Go over the listing below line by line, and return each one holding the string "iter".

────────────────────

use chrono::FixedOffset;

use crate::models::{TemporalPattern, TransactionRecord};

/// An hour is "common" when it holds more than this share (percent) of the batch.
pub const COMMON_HOUR_SHARE_PCT: usize = 20;

/// A histogram alone never justifies near-certainty.
pub const MAX_TEMPORAL_CONFIDENCE: u8 = 95;

const SECONDS_PER_DAY: i64 = 86_400;

/// Hour of day (0–23) of an epoch-seconds timestamp in the given zone.
pub fn local_hour(timestamp: i64, offset: FixedOffset) -> u8 {
    let local = timestamp + offset.local_minus_utc() as i64;
    (local.rem_euclid(SECONDS_PER_DAY) / 3_600) as u8
}

/// Build the 24-bucket hour-of-day histogram and derive the clustering signal.
pub fn analyze_temporal_patterns(
    transactions: &[TransactionRecord],
    offset: FixedOffset,
) -> TemporalPattern {
    let total = transactions.len();
    if total == 0 {
        return TemporalPattern::default();
    }

    let mut histogram = [0usize; 24];
    for tx in transactions {
        histogram[local_hour(tx.timestamp, offset) as usize] += 1;
    }

    // share > 20%  <=>  count * 100 > total * 20
    let common_hours: Vec<u8> = histogram
        .iter()
        .enumerate()
        .filter(|&(_, &count)| count * 100 > total * COMMON_HOUR_SHARE_PCT)
        .map(|(hour, _)| hour as u8)
        .collect();

    let has_patterns = !common_hours.is_empty();
    // No common hour, no timing signal
    let confidence = if has_patterns {
        let max_count = histogram.iter().copied().max().unwrap_or(0);
        let max_share = ((max_count * 100 + total / 2) / total).min(100) as u8;
        max_share.min(MAX_TEMPORAL_CONFIDENCE)
    } else {
        0
    };

    TemporalPattern {
        has_patterns,
        confidence,
        common_hours,
        histogram,
    }
}
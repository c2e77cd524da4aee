use std::env;
use std::time::Duration;

use chrono::FixedOffset;

use crate::cache::DEFAULT_CACHE_CAPACITY;
use crate::clients::gemini::{DEFAULT_GEMINI_MODEL, GEMINI_API_BASE};
use crate::clients::helius::HELIUS_API_BASE;
use crate::clients::range::RANGE_API_BASE;
use crate::clients::solana_rpc::DEFAULT_RPC_URL;
use crate::services::AnalyzerSettings;

#[derive(Debug, Clone)]
pub struct AppConfig {
    pub host: String,
    pub port: u16,

    // Collaborator endpoints and credentials (empty key = collaborator degrades)
    pub helius_api_key: String,
    pub helius_api_url: String,
    pub range_api_key: String,
    pub range_api_url: String,
    pub solana_rpc_url: String,
    pub gemini_api_key: String,
    pub gemini_api_url: String,
    pub gemini_model: String,

    // Pipeline tuning
    pub transaction_limit: usize,
    pub mev_sample_size: usize,
    pub exchange_lookup_limit: usize,
    pub collaborator_timeout_secs: u64,
    pub reputation_cache_ttl_secs: u64,
    pub reputation_cache_capacity: u64,
    pub analysis_utc_offset_hours: i32,
    pub extra_exchange_addresses: Vec<String>,

    // Optional bearer token guarding /api/*
    pub api_token: Option<String>,
    pub log_json: bool,
}

impl AppConfig {
    pub fn from_env() -> anyhow::Result<Self> {
        let extra_exchange_addresses: Vec<String> = env::var("EXTRA_EXCHANGE_ADDRESSES")
            .unwrap_or_default()
            .split(',')
            .map(|s| s.trim().to_string())
            .filter(|s| !s.is_empty())
            .collect();

        let analysis_utc_offset_hours: i32 = env::var("ANALYSIS_UTC_OFFSET_HOURS")
            .unwrap_or_else(|_| "0".into())
            .parse()?;
        if !(-23..=23).contains(&analysis_utc_offset_hours) {
            anyhow::bail!("ANALYSIS_UTC_OFFSET_HOURS must be between -23 and 23");
        }

        Ok(Self {
            host: env::var("HOST").unwrap_or_else(|_| "0.0.0.0".into()),
            port: env::var("PORT")
                .unwrap_or_else(|_| "8080".into())
                .parse()?,

            helius_api_key: env::var("HELIUS_API_KEY").unwrap_or_default(),
            helius_api_url: env::var("HELIUS_API_URL")
                .unwrap_or_else(|_| HELIUS_API_BASE.into()),
            range_api_key: env::var("RANGE_API_KEY").unwrap_or_default(),
            range_api_url: env::var("RANGE_API_URL").unwrap_or_else(|_| RANGE_API_BASE.into()),
            solana_rpc_url: env::var("SOLANA_RPC_URL").unwrap_or_else(|_| DEFAULT_RPC_URL.into()),
            gemini_api_key: env::var("GEMINI_API_KEY").unwrap_or_default(),
            gemini_api_url: env::var("GEMINI_API_URL").unwrap_or_else(|_| GEMINI_API_BASE.into()),
            gemini_model: env::var("GEMINI_MODEL").unwrap_or_else(|_| DEFAULT_GEMINI_MODEL.into()),

            transaction_limit: env::var("TRANSACTION_LIMIT")
                .unwrap_or_else(|_| "100".into())
                .parse()
                .unwrap_or(100),
            mev_sample_size: env::var("MEV_SAMPLE_SIZE")
                .unwrap_or_else(|_| "20".into())
                .parse()
                .unwrap_or(20),
            exchange_lookup_limit: env::var("EXCHANGE_LOOKUP_LIMIT")
                .unwrap_or_else(|_| "20".into())
                .parse()
                .unwrap_or(20),
            collaborator_timeout_secs: env::var("COLLABORATOR_TIMEOUT_SECS")
                .unwrap_or_else(|_| "10".into())
                .parse()
                .unwrap_or(10),
            reputation_cache_ttl_secs: env::var("REPUTATION_CACHE_TTL_SECS")
                .unwrap_or_else(|_| "60".into())
                .parse()
                .unwrap_or(60),
            reputation_cache_capacity: env::var("REPUTATION_CACHE_CAPACITY")
                .unwrap_or_else(|_| DEFAULT_CACHE_CAPACITY.to_string())
                .parse()
                .unwrap_or(DEFAULT_CACHE_CAPACITY),
            analysis_utc_offset_hours,
            extra_exchange_addresses,

            api_token: env::var("API_TOKEN").ok().filter(|t| !t.is_empty()),
            log_json: env::var("LOG_FORMAT")
                .map(|f| f.eq_ignore_ascii_case("json"))
                .unwrap_or(false),
        })
    }

    pub fn collaborator_timeout(&self) -> Duration {
        Duration::from_secs(self.collaborator_timeout_secs)
    }

    pub fn reputation_cache_ttl(&self) -> Duration {
        Duration::from_secs(self.reputation_cache_ttl_secs)
    }

    /// Pipeline settings derived from this config.
    pub fn analyzer_settings(&self) -> anyhow::Result<AnalyzerSettings> {
        let utc_offset = FixedOffset::east_opt(self.analysis_utc_offset_hours * 3_600)
            .ok_or_else(|| anyhow::anyhow!("invalid UTC offset"))?;

        Ok(AnalyzerSettings {
            transaction_limit: self.transaction_limit,
            mev_sample_size: self.mev_sample_size,
            exchange_lookup_limit: self.exchange_lookup_limit,
            collaborator_timeout: self.collaborator_timeout(),
            utc_offset,
        })
    }

    pub fn has_summarizer(&self) -> bool {
        !self.gemini_api_key.is_empty()
    }
}

impl Default for AppConfig {
    fn default() -> Self {
        Self {
            host: "0.0.0.0".into(),
            port: 8080,
            helius_api_key: String::new(),
            helius_api_url: HELIUS_API_BASE.into(),
            range_api_key: String::new(),
            range_api_url: RANGE_API_BASE.into(),
            solana_rpc_url: DEFAULT_RPC_URL.into(),
            gemini_api_key: String::new(),
            gemini_api_url: GEMINI_API_BASE.into(),
            gemini_model: DEFAULT_GEMINI_MODEL.into(),
            transaction_limit: 100,
            mev_sample_size: 20,
            exchange_lookup_limit: 20,
            collaborator_timeout_secs: 10,
            reputation_cache_ttl_secs: 60,
            reputation_cache_capacity: DEFAULT_CACHE_CAPACITY,
            analysis_utc_offset_hours: 0,
            extra_exchange_addresses: Vec::new(),
            api_token: None,
            log_json: false,
        }
    }
}

#[cfg(test)]
mod tests {
    use super::*;

    #[test]
    fn test_default_settings() {
        let settings = AppConfig::default().analyzer_settings().unwrap();
        assert_eq!(settings.transaction_limit, 100);
        assert_eq!(settings.mev_sample_size, 20);
        assert_eq!(settings.collaborator_timeout, Duration::from_secs(10));
        assert_eq!(settings.utc_offset.local_minus_utc(), 0);
    }

    #[test]
    fn test_offset_hours() {
        let config = AppConfig {
            analysis_utc_offset_hours: -5,
            ..AppConfig::default()
        };
        let settings = config.analyzer_settings().unwrap();
        assert_eq!(settings.utc_offset.local_minus_utc(), -5 * 3_600);
    }
}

────────────────────

- _Finished exercise_
        .iter()
        let max_count = histogram.iter().copied().max().unwrap_or(0);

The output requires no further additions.